Singapore is, in some ways, the modern Venice, a maritime city made wealthy by being in the right place, with the right assets, at the right time. Also like Venice, it doesn’t loom large in the modern American imagination. Mostly, if we think of Singapore, it’s as the setting for Crazy Rich Asians. It should get more attention—Singapore is interesting for its history, its economics, and for combining democracy with limitations on the popular will, a particular interest of mine. So, wanting to learn more, and given that this book is the only recent overview of Singapore, by a noted Asia expert, I thought it would be a good choice. Not really. This book is dull, plodding, and a bit of a fraud.

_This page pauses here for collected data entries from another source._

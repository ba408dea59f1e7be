pub mod carrier;
pub mod http;
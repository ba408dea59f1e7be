pub mod config;
pub mod entities;
pub mod error;
pub mod logging;
pub mod ports;
pub mod utils;

pub use config::Config;
//! Carrier media stream: event decoding, the per-connection state machine
//! and the session driver that runs its commands.

pub mod event;
pub mod session;
pub mod state_machine;
pub mod types;

pub use event::{DtmfPayload, MediaPayload, StartPayload, StreamEvent};
pub use session::{Flow, StreamContext, StreamSession};
pub use state_machine::StreamStateMachine;
pub use types::{next_stream_commands, StreamCommand, StreamInput, StreamState, ESCALATION_DIGIT};
use base64::engine::general_purpose::STANDARD;
use base64::Engine as _;
use hmac::{Hmac, Mac};
use sha1::Sha1;

type HmacSha1 = Hmac<Sha1>;

/// Header the carrier signs every webhook with.
pub const SIGNATURE_HEADER: &str = "X-Twilio-Signature";

/// The URL the carrier signed: `https://<host><path>` plus the query
/// exactly as it arrived on the wire.
pub fn webhook_url(host: &str, path: &str, query: Option<&str>) -> String {
    let mut url = format!("https://{}{}", host, path);
    if let Some(query) = query.filter(|q| !q.is_empty()) {
        url.push('?');
        url.push_str(query);
    }
    url
}

/// Same URL with the query percent-decoded. Some carrier configurations
/// sign the decoded form of callback URLs.
pub fn decoded_webhook_url(host: &str, path: &str, query: Option<&str>) -> String {
    let decoded = query.map(|q| {
        urlencoding::decode(q)
            .map(|d| d.into_owned())
            .unwrap_or_else(|_| q.to_string())
    });
    webhook_url(host, path, decoded.as_deref())
}

/// Checks a received webhook: first against the URL as received, then
/// against its decoded form when that differs.
pub fn verify_webhook_request(
    host: &str,
    path: &str,
    raw_query: Option<&str>,
    params: &[(String, String)],
    provided_signature: Option<&str>,
    secret: Option<&str>,
) -> bool {
    let exact = webhook_url(host, path, raw_query);
    if verify_webhook_signature(&exact, params, provided_signature, secret) {
        return true;
    }
    let decoded = decoded_webhook_url(host, path, raw_query);
    decoded != exact && verify_webhook_signature(&decoded, params, provided_signature, secret)
}

/// Base64 HMAC-SHA1 over the URL followed by every form pair as
/// `key + value`, pairs sorted by key then value.
pub fn compute_webhook_signature(
    full_url: &str,
    params: &[(String, String)],
    secret: &str,
) -> Option<String> {
    let mac = signing_mac(full_url, params, secret)?;
    Some(STANDARD.encode(mac.finalize().into_bytes()))
}

/// Fails closed: absent signature, absent secret, undecodable signature and
/// mismatch all return `false`. The comparison is constant time.
pub fn verify_webhook_signature(
    full_url: &str,
    params: &[(String, String)],
    provided_signature: Option<&str>,
    secret: Option<&str>,
) -> bool {
    let Some(secret) = secret.filter(|s| !s.is_empty()) else {
        return false;
    };
    let Some(provided) = provided_signature.map(str::trim).filter(|s| !s.is_empty()) else {
        return false;
    };
    let Ok(expected_bytes) = STANDARD.decode(provided) else {
        return false;
    };
    let Some(mac) = signing_mac(full_url, params, secret) else {
        return false;
    };
    mac.verify_slice(&expected_bytes).is_ok()
}

fn signing_mac(full_url: &str, params: &[(String, String)], secret: &str) -> Option<HmacSha1> {
    let mut sorted: Vec<&(String, String)> = params.iter().collect();
    sorted.sort();

    let mut mac = HmacSha1::new_from_slice(secret.as_bytes()).ok()?;
    mac.update(full_url.as_bytes());
    for (key, value) in sorted {
        mac.update(key.as_bytes());
        mac.update(value.as_bytes());
    }
    Some(mac)
}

It’s not technically inaccurate, as far as I can tell. My complaint is that whatever the accuracy of its portrayal of Singapore, it was published in 2017, but very obviously written nearly twenty years before (probably the last time that the author, retired professor John Curtis Perry, prepared a new lecture for his students at Tufts). Despite slapping in a few references to the 2000s and 2010s, something Perry probably got a graduate student to do (I’d guess the same one assigned to write the hagiographic profile of Perry on Wikipedia), nothing in this book that is not trivia takes place after 2003. The reader therefore feels underinformed and shortchanged. Still, other than that, and the boring style, it’s a competent enough short history of Singapore. At the end, I know more than I did before—but probably less than could be gotten from Wikipedia.

Most of the book is taken up with a linear history lecture. As far as beginnings, Perry is eager to believe that Singapore was a relevant place before the British, in the form of Stamford Raffles, showed up in 1819. To be fair, Raffles himself contributed to this myth, while attempting to sell Singapore to those back in England. The reality was, and even Perry has to admit it, that although there were a few transitory trading villages several centuries before, and the Portuguese tried to set up a fort there, when Raffles arrived it was all jungle, and Singapore was created singlehandedly by the English. By itself, this doesn’t mean much, but it’s just one example of Perry’s ham-handed efforts to show that he’s all multicultural and liberal and stuff, despite being an old white guy. Other examples include carping constantly about the British, “with all their faults,” while never specifying any, and puffing his chest out when telling us that Singaporeans, unlike dumb Americans, don’t restrict stem cell research using human embryos. Naturally, he poo-poohs the Communist threat of the 1950 and 1960s. None of this adds to the book; it just erodes what little good will the reader has left.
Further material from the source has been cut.